By 16 May 2021, Health Director-General Noor Hisham Abdullah confirmed that intensive care unit (ICU) occupancy rates at hospitals in Kuala Lumpur, Selangor, Penang, Sarawak, Kedah, and Perak had reached 80% due to the COVID-19 pandemic. Some hospitals have used up all their ICU beds to treat COVID-19 patients. As a result, Malaysian authorities have been forced to deploy military-built hospitals and field hospitals. The Health Ministry has been forced to postpone elective surgery operations while semi-emergencies have been transferred out of COVID-19 hospitals.

By 15 July 2021, hotels were being converted into quarantine and treatment centres for low-risk COVID-19 patients due to a rapid increase in nationwide cases placing a strain on the country's hospitals. Hospitals across the country particularly the Klang Valley were also forced to turn away patients due to a shortage of intensive care unit beds and staff to adequately care for the patients. Health workers and medical professionals have reported experiencing "burnout" and compassion fatigue. The surge in cases throughout 2021 has been attributed to the government's less stringent lockdown measures and an earlier decision to allow 18 manufacturing sectors to reopen under 60% capacity, creating favourable conditions for virus outbreaks in factories and workers' dormitories.

On 26 July 2021, thousands of junior doctors working on contracts went on an ethical strike to protest against the government system of absorbing medical officers into permanent positions within the country's healthcare which were implemented in 2016 and also harsh working conditions including 36-hour shifts. The strike was organised anonymously after the junior doctors' grievances were not resolved. Striking doctors dressed in black marched out of several hospitals including Kuala Lumpur Hospital and Sungai Buloh Hospital. Director-General of Health Noor Hisham Abdullah urged doctors not to join the strike while police in KL confirmed they would investigate some of the organisers. The strike campaign amidst reports of overcrowding and unsanitary conditions at quarantine centres. BBC News also reported that undertakers and funeral workers were overwhelmed with requests to bury patients, many of whom had died at home.

===Vaccination efforts===

Between November 2020 and January 2021, the Malaysian government entered into agreements with several governments, international organizations, and companies including the Chinese government, AstraZeneca, COVAX, Pfizer, Pharmaniaga Berhad and Duopharma to procure various COVID-19 vaccine stocks for the country.
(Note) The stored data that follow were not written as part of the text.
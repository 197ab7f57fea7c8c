#![allow(dead_code)]

use axum::{
    Router,
    body::Body,
    http::{Request, Response, StatusCode, header},
};
use hireportal::db::{Database, NewUser, UserRole};
use hireportal::jwt::JwtConfig;
use hireportal::password::hash_password;
use hireportal::{ServerConfig, create_app};
use serde_json::Value;
use tower::ServiceExt;

pub const JWT_SECRET: &[u8] = b"test-jwt-secret-for-integration-tests";

pub const PASSWORD: &str = "correct horse battery";

pub struct TestApp {
    pub app: Router,
    pub db: Database,
    pub jwt: JwtConfig,
}

pub fn test_config(db: Database) -> ServerConfig {
    ServerConfig {
        db,
        jwt_secret: JWT_SECRET.to_vec(),
        secure_cookies: false,
        trust_proxy: false,
    }
}

pub async fn create_test_app() -> TestApp {
    let db = Database::open(":memory:")
        .await
        .expect("Failed to open test database");
    let app = create_app(&test_config(db.clone()));
    TestApp {
        app,
        db,
        jwt: JwtConfig::new(JWT_SECRET),
    }
}

/// Insert an active user with [`PASSWORD`] and return its UUID.
pub async fn create_user(db: &Database, email: &str, role: UserRole) -> String {
    let uuid = uuid::Uuid::new_v4().to_string();
    let hash = hash_password(PASSWORD).expect("Failed to hash password");
    db.users()
        .create(NewUser {
            uuid: &uuid,
            email,
            name: "Test User",
            password_hash: &hash,
            role,
        })
        .await
        .expect("Failed to create user");
    uuid
}

impl TestApp {
    /// Access token for an existing user, signed with the app's secret.
    pub fn token_for(&self, uuid: &str, email: &str, role: UserRole) -> String {
        self.jwt
            .generate_access_token(uuid, email, role)
            .expect("Failed to generate token")
            .token
    }

    pub async fn request(
        &self,
        method: &str,
        uri: &str,
        bearer: Option<&str>,
        body: Option<Value>,
    ) -> Response<Body> {
        self.request_with_cookie(method, uri, bearer, None, body)
            .await
    }

    pub async fn request_with_cookie(
        &self,
        method: &str,
        uri: &str,
        bearer: Option<&str>,
        cookie: Option<&str>,
        body: Option<Value>,
    ) -> Response<Body> {
        let mut builder = Request::builder().method(method).uri(uri);
        if let Some(token) = bearer {
            builder = builder.header(header::AUTHORIZATION, format!("Bearer {token}"));
        }
        if let Some(cookie) = cookie {
            builder = builder.header(header::COOKIE, cookie);
        }
        let body = match body {
            Some(json) => {
                builder = builder.header(header::CONTENT_TYPE, "application/json");
                Body::from(json.to_string())
            }
            None => Body::empty(),
        };

        self.app
            .clone()
            .oneshot(builder.body(body).unwrap())
            .await
            .unwrap()
    }

    /// Log in and return (access token, `refresh_token=...` cookie pair).
    pub async fn login(&self, email: &str) -> (String, String) {
        let response = self
            .request(
                "POST",
                "/api/auth/login",
                None,
                Some(serde_json::json!({ "email": email, "password": PASSWORD })),
            )
            .await;
        assert_eq!(response.status(), StatusCode::OK);

        let cookie = refresh_cookie_pair(&response).expect("login must set refresh cookie");
        let body = json_body(response).await;
        let token = body["accessToken"].as_str().unwrap().to_string();
        (token, cookie)
    }
}

/// `name=value` of the refresh cookie in a Set-Cookie header, if any.
pub fn refresh_cookie_pair(response: &Response<Body>) -> Option<String> {
    response
        .headers()
        .get_all(header::SET_COOKIE)
        .iter()
        .filter_map(|v| v.to_str().ok())
        .find(|v| v.starts_with("refresh_token="))
        .and_then(|v| v.split(';').next())
        .map(str::to_string)
}

pub fn set_cookie_header(response: &Response<Body>) -> String {
    response
        .headers()
        .get(header::SET_COOKIE)
        .and_then(|v| v.to_str().ok())
        .unwrap_or_default()
        .to_string()
}

pub async fn json_body(response: Response<Body>) -> Value {
    let bytes = axum::body::to_bytes(response.into_body(), usize::MAX)
        .await
        .unwrap();
    if bytes.is_empty() {
        return Value::Null;
    }
    serde_json::from_slice(&bytes).unwrap()
}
In late January 2021, a COVID-19 vaccine developed by the Chinese Academy of Medical Sciences' Institute of Medical Biology became the first COVID-19 vaccine trial in Malaysia.

In early February 2021, the Science, Technology and Innovation Minister Khairy Jamaluddin was appointed as the Coordinating Minister for the immunization program. The COVID-19 Vaccine Supply Access Guarantee Special Committee (JKJAV) was also established to facilitate the procurement of COVID-19 vaccine supplies for the country. On 11 February, the Special Committee on Ensuring Access to COVID-19 Vaccine Supply announced that COVID-19 vaccines would be distributed freely to both citizens and resident foreigners. The government also launched a twelve-month immunization program between 24 February 2021 and February 2022, with Prime Minister Muhyiddin Yassin being the first individual in Malaysia to receive the COVID-19 vaccine when it was broadcast live nationwide.

In early September 2021, Minister of International Trade and Industry Mohamed Azmin Ali announced that Malaysia would start treating the COVID-19 pandemic as an endemic disease from late October 2021 due to a high vaccination rate.

===Anti-viral pills===
On 2 October 2021, Health Minister Khairy Jamaluddin confirmed that the Malaysian government was negotiating with Merck & Co to procure stocks of its antiviral molnupiravir pills for treating COVID-19.

==Travel and border control policies==
===Travel restrictions===

Under the Movement Control Order put in place on 18 March 2020, all citizens were prohibited from leaving the country while foreigners were also prohibited from entering the country.

Since the first wave of the virus was reported, thermal scanners were introduced at border points with the Malaysian health authorities placed on high alert. After the ban on travellers from Hubei on 27 January, the Malaysian federal government extended its ban to the Chinese provinces of Jiangsu and Zhejiang on 9 February. The state of Sabah expanded their travel restriction to all points of entry by air, sea or land starting 8 February, involving everyone except Sabahan citizens with recent travel history to mainland China within 14 days, while Sabahan citizens with such travel history must undergo a 14-day quarantine at home. The state of Sarawak closed its borders to all Chinese visitors with immediate effect on 1 February, except for people with employment passes, student passes or long-term social visit passes. However, those visitors were required to undergo self-quarantine at home for 14 days. With the increasing cases in South Korea, both Sabah and Sarawak governments began to extend their travel restrictions into the country from 1 March. On 4 March, Sarawak further added Italy and Iran into its travel restrictions list.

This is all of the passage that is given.